Collected data:
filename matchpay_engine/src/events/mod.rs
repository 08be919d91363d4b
mod channel;
mod event_types;
mod hooks;

pub use channel::{EventHandler, EventProducer, Handler};
pub use event_types::*;
pub use hooks::{EventHandlers, EventHooks, EventProducers};
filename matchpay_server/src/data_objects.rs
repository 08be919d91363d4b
use std::fmt::Display;

use matchpay_engine::{
    db_types::{MatchRecord, OrderId, SwipeAction, SwipeOutcome, SwipeRecord, Transaction, UndoOutcome, UserId, Wallet},
    traits::CaptureOutcome,
};
use mp_common::Paise;
use serde::{Deserialize, Serialize};
use serde_json::Value;

#[derive(Debug, Clone, Serialize, Deserialize)]
pub struct JsonResponse {
    pub success: bool,
    pub message: String,
}

impl JsonResponse {
    pub fn success<S: Display>(message: S) -> Self {
        Self { success: true, message: message.to_string() }
    }

    pub fn failure<S: Display>(message: S) -> Self {
        Self { success: false, message: message.to_string() }
    }
}

//----------------------------------------------   Swipes   ----------------------------------------------------

#[derive(Debug, Clone, Deserialize)]
pub struct SwipeRequest {
    pub swiped_user_id: UserId,
    pub action: SwipeAction,
    #[serde(default)]
    pub match_score: i64,
}

#[derive(Debug, Clone, Serialize)]
pub struct SwipeResponse {
    /// "recorded", "new_match" or "already_matched"
    pub outcome: &'static str,
    pub swipe: SwipeRecord,
    #[serde(skip_serializing_if = "Option::is_none")]
    pub match_record: Option<MatchRecord>,
}

impl From<SwipeOutcome> for SwipeResponse {
    fn from(outcome: SwipeOutcome) -> Self {
        match outcome {
            SwipeOutcome::Recorded(swipe) => Self { outcome: "recorded", swipe, match_record: None },
            SwipeOutcome::NewMatch { swipe, match_record } => {
                Self { outcome: "new_match", swipe, match_record: Some(match_record) }
            },
            SwipeOutcome::AlreadyMatched { swipe, match_record } => {
                Self { outcome: "already_matched", swipe, match_record: Some(match_record) }
            },
        }
    }
}

#[derive(Debug, Clone, Serialize)]
pub struct UndoResponse {
    pub undone: SwipeRecord,
    #[serde(skip_serializing_if = "Option::is_none")]
    pub deleted_match: Option<MatchRecord>,
}

impl From<UndoOutcome> for UndoResponse {
    fn from(outcome: UndoOutcome) -> Self {
        Self { undone: outcome.undone, deleted_match: outcome.deleted_match }
    }
}

//----------------------------------------------    Chat    ----------------------------------------------------

#[derive(Debug, Clone, Serialize, Deserialize)]
pub struct SendMessageRequest {
    pub body: String,
}

//----------------------------------------------   Explore  ----------------------------------------------------

#[derive(Debug, Clone, Deserialize)]
pub struct ExploreParams {
    #[serde(default)]
    pub limit: Option<i64>,
}

//----------------------------------------------  Payments  ----------------------------------------------------

#[derive(Debug, Clone, Serialize, Deserialize)]
pub struct NewOrderRequest {
    pub amount: Paise,
    pub payee_id: UserId,
    #[serde(default, skip_serializing_if = "Option::is_none")]
    pub meta: Option<Value>,
}

#[derive(Debug, Clone, Serialize, Deserialize)]
pub struct VerifyPaymentRequest {
    pub order_id: OrderId,
    pub payment_id: String,
    pub signature: String,
}

/// What the payer sees after a successful completion report: where their money went.
#[derive(Debug, Clone, Serialize)]
pub struct PaymentBreakdown {
    /// "settled" on the winning report, "already_captured" on an idempotent replay.
    pub status: &'static str,
    pub order_id: Option<OrderId>,
    pub amount: Paise,
    pub platform_fee: Paise,
    pub payee_amount: Paise,
}

impl From<CaptureOutcome> for PaymentBreakdown {
    fn from(outcome: CaptureOutcome) -> Self {
        let status = if outcome.is_first_capture() { "settled" } else { "already_captured" };
        let settlement = outcome.into_settlement();
        Self {
            status,
            order_id: settlement.transaction.order_id.clone(),
            amount: settlement.transaction.amount,
            platform_fee: settlement.platform_fee,
            payee_amount: settlement.payee_amount,
        }
    }
}

#[derive(Debug, Clone, Serialize, Deserialize)]
pub struct PayoutRequest {
    pub amount: Paise,
}

#[derive(Debug, Clone, Serialize)]
pub struct WalletResponse {
    pub user_id: UserId,
    pub wallet: Wallet,
    pub ledger: Vec<Transaction>,
}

Work item: Where does "Display" appear in the records above? Copy each line that holds it.

Answer to this exercise:
use std::fmt::Display;
    pub fn success<S: Display>(message: S) -> Self {
    pub fn failure<S: Display>(message: S) -> Self {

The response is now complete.